Question: A projectile is given an initial velocity of \(\left( {\mathop i\limits^ \wedge + 2\mathop j\limits^...

Question

A projectile is given an initial velocity of $\left( {\mathop i\limits^ \wedge + 2\mathop j\limits^ \wedge } \right)m/s$ where $\mathop i\limits^ \wedge$ is along the ground and $\mathop j\limits^ \wedge$ is along the vertical. If $g = 10m/{s^2}$ , the equation of its trajectory is
A. $y = 2x - 5{x^2}$
B. $4y = 2x - 5{x^2}$
C. $4y = 2x - 25{x^2}$
D. $y = x - 5{x^2}$

Answer 1

Solution

This is the case of projectile motion where the particle is projected with some angle to the horizontal. The acceleration acting on the projectile is only in vertical direction because gravity will be acting only in vertical direction and along horizontal direction there is no force.
Formula used:
$s = ut + \dfrac{1}{2}a{t^2}$

Complete answer: :
When a particle is projected with some angle to the horizontal then that particle will have both horizontal displacement and vertical displacement. Since there will be no force along the horizontal direction the velocity along the horizontal direction will be the same throughout its motion while there is force along the vertical direction so velocity along vertical direction will vary.

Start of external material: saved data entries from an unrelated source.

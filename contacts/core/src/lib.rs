//! Validated contact, task, appointment and project records, and thread-safe
//! owner-scoped CRUD services over a pluggable store.
//!
//! ```
//! use std::sync::Arc;
//! use contacts_core::{Contact, Role, Services, SystemClock, User};
//!
//! let services = Services::in_memory(Arc::new(SystemClock));
//! let owner = User::new(1, "alice", "alice@example.com", Role::User).unwrap();
//!
//! let contact = Contact::new("1", "Al", "Sm", "5551234567", "1 Main St").unwrap();
//! services.contacts.add(&owner, contact).unwrap();
//!
//! let error = services
//!     .contacts
//!     .update_contact(&owner, "1", "Al", "Sm", "123", "1 Main St")
//!     .unwrap_err();
//! assert_eq!(error.to_string(), "phone must be exactly 10 digits");
//! ```

pub mod clock;
pub mod domain;
pub mod error;
pub mod service;
pub mod store;
pub mod user;
pub mod validation;

pub use clock::{Clock, FixedClock, SystemClock};
pub use domain::{
    Appointment, AppointmentFields, Contact, ContactFields, Entity, Project, ProjectFields,
    ProjectStatus, Task, TaskChange, TaskFields, TaskStatus,
};
pub use error::{ServiceError, StoreError, ValidationError};
pub use service::{AppointmentService, ContactService, ProjectService, Services, TaskService};
pub use store::{InMemoryLinkStore, InMemoryStore, LinkStore, ProjectContact, Store};
pub use user::{Role, User};
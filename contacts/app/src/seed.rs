//! Startup data loaded from YAML.
//!
//! Every record goes through the services, so a seed file is held to exactly
//! the same rules as any other caller. Task due dates and appointment times
//! may be given relative to the clock so a checked-in seed file never ages
//! into the past.

use std::path::Path;

use anyhow::{Context, bail};
use chrono::{DateTime, Duration, NaiveDate, Utc};
use contacts_core::{
    Appointment, AppointmentFields, Clock, Contact, Project, ServiceError, Services, Task,
    TaskFields, TaskStatus, User,
};
use serde::Deserialize;

#[derive(Debug, Default, Deserialize)]
#[serde(default, rename_all = "camelCase")]
pub struct Seed {
    pub contacts: Vec<Contact>,
    pub projects: Vec<Project>,
    pub tasks: Vec<SeedTask>,
    pub appointments: Vec<SeedAppointment>,
    pub links: Vec<SeedLink>,
}

#[derive(Debug, Deserialize)]
#[serde(rename_all = "camelCase")]
pub struct SeedTask {
    pub task_id: String,
    pub name: String,
    pub description: String,
    #[serde(default)]
    pub status: Option<TaskStatus>,
    #[serde(default)]
    pub due_date: Option<NaiveDate>,
    /// Due this many days after the clock's current day.
    #[serde(default)]
    pub due_in_days: Option<i64>,
    #[serde(default)]
    pub project_id: Option<String>,
    #[serde(default)]
    pub assignee_id: Option<i64>,
}

#[derive(Debug, Deserialize)]
#[serde(rename_all = "camelCase")]
pub struct SeedAppointment {
    pub appointment_id: String,
    #[serde(default)]
    pub appointment_date: Option<DateTime<Utc>>,
    /// Starts this many hours after the clock's current instant.
    #[serde(default)]
    pub in_hours: Option<i64>,
    pub description: String,
    #[serde(default)]
    pub project_id: Option<String>,
    #[serde(default)]
    pub task_id: Option<String>,
}

#[derive(Debug, Deserialize)]
#[serde(rename_all = "camelCase")]
pub struct SeedLink {
    pub project_id: String,
    pub contact_id: String,
    #[serde(default)]
    pub role: Option<String>,
}

/// How many records of each kind were added, and how many already existed.
#[derive(Debug, Default, Clone, Copy, PartialEq, Eq)]
pub struct SeedReport {
    pub contacts: usize,
    pub projects: usize,
    pub tasks: usize,
    pub appointments: usize,
    pub links: usize,
    pub skipped: usize,
}

impl Seed {
    pub fn from_yaml(yaml: &str) -> anyhow::Result<Self> {
        serde_yaml::from_str(yaml).context("Invalid seed YAML")
    }

    pub fn load(path: impl AsRef<Path>) -> anyhow::Result<Self> {
        let path = path.as_ref();
        let yaml = std::fs::read_to_string(path)
            .with_context(|| format!("Failed to read seed file {}", path.display()))?;
        Seed::from_yaml(&yaml)
    }

    /// Adds every record on behalf of `owner`.
    ///
    /// Records whose id is already taken are skipped with a warning. Any other
    /// failure aborts the seed.
    #[tracing::instrument(skip(self, services, owner), fields(owner = owner.id()))]
    pub fn apply(self, services: &Services, owner: &User) -> anyhow::Result<SeedReport> {
        let clock = services.clock();
        let mut report = SeedReport::default();

        for contact in self.contacts {
            let id = contact.contact_id().to_string();
            if added(services.contacts.add(owner, contact), "contact", &id, &mut report)? {
                report.contacts += 1;
            }
        }

        for project in self.projects {
            let id = project.project_id().to_string();
            if added(services.projects.add(owner, project), "project", &id, &mut report)? {
                report.projects += 1;
            }
        }

        for seed in self.tasks {
            let task = seed
                .into_task(clock)
                .context("Invalid task in seed")?;
            let id = task.task_id().to_string();
            if added(services.tasks.add(owner, task), "task", &id, &mut report)? {
                report.tasks += 1;
            }
        }

        for seed in self.appointments {
            let appointment = seed
                .into_appointment(clock)
                .context("Invalid appointment in seed")?;
            let id = appointment.appointment_id().to_string();
            if added(
                services.appointments.add(owner, appointment),
                "appointment",
                &id,
                &mut report,
            )? {
                report.appointments += 1;
            }
        }

        for link in self.links {
            let linked = services
                .projects
                .add_contact_to_project(
                    owner,
                    &link.project_id,
                    &link.contact_id,
                    link.role.as_deref(),
                )
                .with_context(|| {
                    format!(
                        "Failed to link contact {} to project {}",
                        link.contact_id, link.project_id
                    )
                })?;
            if linked {
                report.links += 1;
            } else {
                report.skipped += 1;
            }
        }

        tracing::info!(?report, "Seed applied");
        Ok(report)
    }
}

impl SeedTask {
    fn into_task(self, clock: &dyn Clock) -> anyhow::Result<Task> {
        let due_date = match (self.due_date, self.due_in_days) {
            (Some(_), Some(_)) => bail!("task {}: give dueDate or dueInDays, not both", self.task_id),
            (Some(date), None) => Some(date),
            (None, Some(days)) => Some(
                Duration::try_days(days)
                    .and_then(|offset| clock.today().checked_add_signed(offset))
                    .with_context(|| format!("task {}: dueInDays {} is out of range", self.task_id, days))?,
            ),
            (None, None) => None,
        };
        let fields = TaskFields {
            name: self.name,
            description: self.description,
            status: self.status,
            due_date,
            project_id: self.project_id,
            assignee_id: self.assignee_id,
        };
        Task::with_fields(&self.task_id, fields, clock)
            .with_context(|| format!("task {}", self.task_id))
    }
}

impl SeedAppointment {
    fn into_appointment(self, clock: &dyn Clock) -> anyhow::Result<Appointment> {
        let appointment_date = match (self.appointment_date, self.in_hours) {
            (Some(_), Some(_)) => bail!(
                "appointment {}: give appointmentDate or inHours, not both",
                self.appointment_id
            ),
            (Some(date), None) => Some(date),
            (None, Some(hours)) => Some(
                Duration::try_hours(hours)
                    .and_then(|offset| clock.now().checked_add_signed(offset))
                    .with_context(|| {
                        format!(
                            "appointment {}: inHours {} is out of range",
                            self.appointment_id, hours
                        )
                    })?,
            ),
            (None, None) => None,
        };
        let fields = AppointmentFields {
            appointment_date,
            description: self.description,
            project_id: self.project_id,
            task_id: self.task_id,
        };
        Appointment::with_fields(&self.appointment_id, fields, clock)
            .with_context(|| format!("appointment {}", self.appointment_id))
    }
}

/// `Ok(true)` when the record was added, `Ok(false)` when its id was taken.
fn added(
    result: Result<(), ServiceError>,
    what: &str,
    id: &str,
    report: &mut SeedReport,
) -> anyhow::Result<bool> {
    match result {
        Ok(()) => Ok(true),
        Err(ServiceError::Duplicate { .. }) => {
            tracing::warn!("Skipped existing {} {}", what, id);
            report.skipped += 1;
            Ok(false)
        }
        Err(error) => Err(error).with_context(|| format!("Failed to add {} {}", what, id)),
    }
}
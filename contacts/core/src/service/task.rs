use std::sync::Arc;

use chrono::NaiveDate;

use crate::clock::Clock;
use crate::domain::{Task, TaskChange, TaskFields, TaskStatus};
use crate::error::ServiceError;
use crate::service::Crud;
use crate::store::Store;
use crate::user::User;

/// CRUD and lookups over the acting user's tasks.
#[derive(Clone)]
pub struct TaskService {
    crud: Crud<Task>,
}

impl TaskService {
    pub fn new(store: Arc<dyn Store<Task>>, clock: Arc<dyn Clock>) -> Self {
        Self {
            crud: Crud::new(store, clock, "tasks"),
        }
    }

    /// Adds a task owned by `actor`.
    ///
    /// # Errors
    ///
    /// [`ServiceError::Duplicate`] when `actor` already has a task with this id.
    #[tracing::instrument(skip(self, actor, task), fields(actor = actor.id(), id = task.task_id()))]
    pub fn add(&self, actor: &User, task: Task) -> Result<(), ServiceError> {
        self.crud.add(actor, task)
    }

    #[tracing::instrument(skip(self, actor), fields(actor = actor.id()))]
    pub fn delete(&self, actor: &User, task_id: &str) -> Result<bool, ServiceError> {
        self.crud.delete(actor, task_id)
    }

    /// Atomically replaces every mutable field of a task and refreshes `updated_at`.
    ///
    /// Returns `Ok(false)` when no such task exists.
    #[tracing::instrument(skip(self, actor, fields), fields(actor = actor.id()))]
    pub fn update(&self, actor: &User, task_id: &str, fields: TaskFields) -> Result<bool, ServiceError> {
        self.crud.update(actor, task_id, fields.into())
    }

    /// Replaces name and description only. Status, due date and links are
    /// kept as stored.
    pub fn update_task(
        &self,
        actor: &User,
        task_id: &str,
        name: &str,
        description: &str,
    ) -> Result<bool, ServiceError> {
        let change = TaskChange::Details {
            name: name.to_string(),
            description: description.to_string(),
        };
        self.crud.update(actor, task_id, change)
    }

    #[tracing::instrument(skip(self, actor), fields(actor = actor.id()))]
    pub fn get_by_id(&self, actor: &User, task_id: &str) -> Result<Option<Task>, ServiceError> {
        self.crud.get_by_id(actor, task_id)
    }

    pub fn exists(&self, actor: &User, task_id: &str) -> Result<bool, ServiceError> {
        self.crud.exists(actor, task_id)
    }

    #[tracing::instrument(skip(self, actor), fields(actor = actor.id()))]
    pub fn get_all(&self, actor: &User) -> Result<Vec<Task>, ServiceError> {
        self.crud.get_all(actor)
    }

    /// Every user's tasks. Admin only.
    #[tracing::instrument(skip(self, actor), fields(actor = actor.id()))]
    pub fn get_all_for_all_users(&self, actor: &User) -> Result<Vec<Task>, ServiceError> {
        self.crud.get_all_for_all_users(actor)
    }

    pub fn get_by_status(&self, actor: &User, status: TaskStatus) -> Result<Vec<Task>, ServiceError> {
        self.crud.filter(actor, |task| task.status() == status)
    }

    /// Tasks due strictly before `date`. Tasks without a due date are excluded.
    pub fn get_due_before(&self, actor: &User, date: NaiveDate) -> Result<Vec<Task>, ServiceError> {
        self.crud
            .filter(actor, |task| task.due_date().is_some_and(|due| due < date))
    }

    pub fn get_by_project_id(&self, actor: &User, project_id: &str) -> Result<Vec<Task>, ServiceError> {
        let project_id = project_id.trim();
        self.crud
            .filter(actor, |task| task.project_id() == Some(project_id))
    }

    pub fn get_by_assignee_id(&self, actor: &User, assignee_id: i64) -> Result<Vec<Task>, ServiceError> {
        self.crud
            .filter(actor, |task| task.assignee_id() == Some(assignee_id))
    }

    /// Open tasks whose due date is before the clock's current day.
    #[tracing::instrument(skip(self, actor), fields(actor = actor.id()))]
    pub fn get_overdue(&self, actor: &User) -> Result<Vec<Task>, ServiceError> {
        let today = self.crud.clock().today();
        self.crud.filter(actor, |task| task.is_overdue(today))
    }

    #[cfg(test)]
    pub(crate) fn clear(&self) -> Result<(), ServiceError> {
        self.crud.clear()
    }
}
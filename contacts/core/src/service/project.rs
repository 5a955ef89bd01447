use std::sync::Arc;

use tracing::debug;

use crate::clock::Clock;
use crate::domain::{Project, ProjectFields, ProjectStatus};
use crate::error::ServiceError;
use crate::service::{ContactService, Crud, normalize_id};
use crate::store::{LinkStore, ProjectContact, Store};
use crate::user::User;

/// CRUD over the acting user's projects, plus project membership of contacts.
#[derive(Clone)]
pub struct ProjectService {
    crud: Crud<Project>,
    contacts: ContactService,
    links: Arc<dyn LinkStore>,
}

impl ProjectService {
    /// `contacts` is used to check that a contact exists before it is linked.
    pub fn new(
        store: Arc<dyn Store<Project>>,
        contacts: ContactService,
        links: Arc<dyn LinkStore>,
        clock: Arc<dyn Clock>,
    ) -> Self {
        Self {
            crud: Crud::new(store, clock, "projects"),
            contacts,
            links,
        }
    }

    #[tracing::instrument(skip(self, actor, project), fields(actor = actor.id(), id = project.project_id()))]
    pub fn add(&self, actor: &User, project: Project) -> Result<(), ServiceError> {
        self.crud.add(actor, project)
    }

    /// Deletes a project together with its contact links.
    #[tracing::instrument(skip(self, actor), fields(actor = actor.id()))]
    pub fn delete(&self, actor: &User, project_id: &str) -> Result<bool, ServiceError> {
        let deleted = self.crud.delete(actor, project_id)?;
        if deleted {
            let dropped = self.links.remove_project(actor, project_id.trim())?;
            debug!(dropped, "Dropped project links");
        }
        Ok(deleted)
    }

    /// Atomically replaces name, description and status.
    ///
    /// A missing status fails with `status must not be null`.
    #[tracing::instrument(skip(self, actor, fields), fields(actor = actor.id()))]
    pub fn update(
        &self,
        actor: &User,
        project_id: &str,
        fields: ProjectFields,
    ) -> Result<bool, ServiceError> {
        self.crud.update(actor, project_id, fields)
    }

    pub fn update_project(
        &self,
        actor: &User,
        project_id: &str,
        name: &str,
        description: &str,
        status: ProjectStatus,
    ) -> Result<bool, ServiceError> {
        self.update(actor, project_id, ProjectFields::new(name, description, status))
    }

    #[tracing::instrument(skip(self, actor), fields(actor = actor.id()))]
    pub fn get_by_id(&self, actor: &User, project_id: &str) -> Result<Option<Project>, ServiceError> {
        self.crud.get_by_id(actor, project_id)
    }

    #[tracing::instrument(skip(self, actor), fields(actor = actor.id()))]
    pub fn get_all(&self, actor: &User) -> Result<Vec<Project>, ServiceError> {
        self.crud.get_all(actor)
    }

    #[tracing::instrument(skip(self, actor), fields(actor = actor.id()))]
    pub fn get_all_for_all_users(&self, actor: &User) -> Result<Vec<Project>, ServiceError> {
        self.crud.get_all_for_all_users(actor)
    }

    pub fn get_by_status(
        &self,
        actor: &User,
        status: ProjectStatus,
    ) -> Result<Vec<Project>, ServiceError> {
        self.crud.filter(actor, |project| project.status() == status)
    }

    /// Links a contact to a project with an optional role.
    ///
    /// # Returns
    ///
    /// `Ok(false)` when the contact is already linked; the existing role is kept.
    ///
    /// # Errors
    ///
    /// [`ServiceError::NotFound`] when either the project or the contact does not
    /// exist for `actor`.
    #[tracing::instrument(skip(self, actor), fields(actor = actor.id()))]
    pub fn add_contact_to_project(
        &self,
        actor: &User,
        project_id: &str,
        contact_id: &str,
        role: Option<&str>,
    ) -> Result<bool, ServiceError> {
        let link = ProjectContact::new(project_id, contact_id, role)?;
        self.require_project(actor, link.project_id())?;
        if !self.contacts.exists(actor, link.contact_id())? {
            return Err(ServiceError::NotFound {
                kind: "Contact",
                id: link.contact_id().to_string(),
            });
        }
        Ok(self.links.link(actor, link)?)
    }

    #[tracing::instrument(skip(self, actor), fields(actor = actor.id()))]
    pub fn remove_contact_from_project(
        &self,
        actor: &User,
        project_id: &str,
        contact_id: &str,
    ) -> Result<bool, ServiceError> {
        let project_id = normalize_id::<Project>(project_id)?;
        validate_contact_id(contact_id)?;
        Ok(self.links.unlink(actor, &project_id, contact_id.trim())?)
    }

    /// The contacts linked to a project, with their roles.
    pub fn get_project_contacts(
        &self,
        actor: &User,
        project_id: &str,
    ) -> Result<Vec<ProjectContact>, ServiceError> {
        let project_id = normalize_id::<Project>(project_id)?;
        self.require_project(actor, &project_id)?;
        Ok(self.links.contacts_of(actor, &project_id)?)
    }

    /// The projects a contact is linked to, with the contact's role in each.
    pub fn get_contact_projects(
        &self,
        actor: &User,
        contact_id: &str,
    ) -> Result<Vec<ProjectContact>, ServiceError> {
        validate_contact_id(contact_id)?;
        let contact_id = contact_id.trim();
        if !self.contacts.exists(actor, contact_id)? {
            return Err(ServiceError::NotFound {
                kind: "Contact",
                id: contact_id.to_string(),
            });
        }
        Ok(self.links.projects_of(actor, contact_id)?)
    }

    fn require_project(&self, actor: &User, project_id: &str) -> Result<(), ServiceError> {
        if self.crud.exists(actor, project_id)? {
            Ok(())
        } else {
            Err(ServiceError::NotFound {
                kind: "Project",
                id: project_id.to_string(),
            })
        }
    }

    #[cfg(test)]
    pub(crate) fn clear(&self) -> Result<(), ServiceError> {
        self.links.clear()?;
        self.crud.clear()
    }
}

fn validate_contact_id(contact_id: &str) -> Result<(), ServiceError> {
    crate::validation::validate_not_blank(contact_id, "contactId")?;
    Ok(())
}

We have the initial velocity equation as $\left( {1\mathop i\limits^ \wedge + 2\mathop j\limits^ \wedge } \right)m/s$ where initial velocity along x axis is $1m/s$ and along y axis is $2m/s$
Along the horizontal direction let the displacement be ‘x’ and initial velocity be ‘u’ and ‘t’ is time and acceleration is zero.
We have the equation
$s = ut + \dfrac{1}{2}a{t^2}$
$\Rightarrow x = 1t + \dfrac{1}{2}(0){t^2}$
$\eqalign{ & \Rightarrow x = 1t \cr & \Rightarrow x = t \cr}$
Along the vertical direction let the displacement be ‘y’ and initial velocity be ‘u’ and ‘t’ is time and acceleration is $10m/{s^2}$ .
We have the equation
$s = ut + \dfrac{1}{2}a{t^2}$
Initial velocity in y direction and acceleration due to gravity(g) are in opposite directions. Hence we insert negative signs before ‘g’.
$\Rightarrow y = 2t - \dfrac{1}{2}(10){t^2}$
$\Rightarrow y = 2t - 5{t^2}$
Put $x = t$ in $y = 2t - 5{t^2}$ then we will get
$\eqalign{ & y = 2t - 5{t^2} \cr & \Rightarrow t = x \cr & \Rightarrow y = 2x - 5{x^2} \cr}$
The trajectory will be $y = 2x - 5{x^2}$

Hence option A will be the answer.

Note:
The formulas which we have are applicable only if the acceleration due to gravity is constant and not varying. We can find the trajectory by finding the range and the angle of projection with the horizontal and substituting it in the trajectory equation we have.